Source records START
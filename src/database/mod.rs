pub mod manager;
pub mod models;
pub mod patch;

pub use manager::{DatabaseError, DatabaseManager};
pub use models::{Project, Task, TodoList, User};
pub use patch::Patch;
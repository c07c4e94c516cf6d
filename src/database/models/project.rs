use chrono::{DateTime, Utc};
use serde::{Deserialize, Serialize};
use sqlx::FromRow;

use crate::types::{ProjectId, UserId};

/// Root of the ownership chain. `owner_id` never changes after creation.
#[derive(Debug, Clone, PartialEq, Serialize, Deserialize, FromRow)]
#[serde(rename_all = "camelCase")]
pub struct Project {
    pub id: ProjectId,
    pub name: String,
    pub description: Option<String>,
    pub owner_id: UserId,
    pub created_at: DateTime<Utc>,
}

impl Project {
    pub fn new(name: String, description: Option<String>, owner_id: UserId) -> Self {
        Self {
            id: ProjectId::generate(),
            name,
            description,
            owner_id,
            created_at: Utc::now(),
        }
    }

    pub fn is_owned_by(&self, user_id: UserId) -> bool {
        self.owner_id == user_id
    }
}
Source records END
**The task**
Character for character, output the whole material above.

**Task solution**
filename src/database/mod.rs
pub mod manager;
pub mod models;
pub mod patch;

pub use manager::{DatabaseError, DatabaseManager};
pub use models::{Project, Task, TodoList, User};
pub use patch::Patch;
repository c07c4e94c516cf6d
filename src/database/models/project.rs
use chrono::{DateTime, Utc};
use serde::{Deserialize, Serialize};
use sqlx::FromRow;

use crate::types::{ProjectId, UserId};

/// Root of the ownership chain. `owner_id` never changes after creation.
#[derive(Debug, Clone, PartialEq, Serialize, Deserialize, FromRow)]
#[serde(rename_all = "camelCase")]
pub struct Project {
    pub id: ProjectId,
    pub name: String,
    pub description: Option<String>,
    pub owner_id: UserId,
    pub created_at: DateTime<Utc>,
}

impl Project {
    pub fn new(name: String, description: Option<String>, owner_id: UserId) -> Self {
        Self {
            id: ProjectId::generate(),
            name,
            description,
            owner_id,
            created_at: Utc::now(),
        }
    }

    pub fn is_owned_by(&self, user_id: UserId) -> bool {
        self.owner_id == user_id
    }
}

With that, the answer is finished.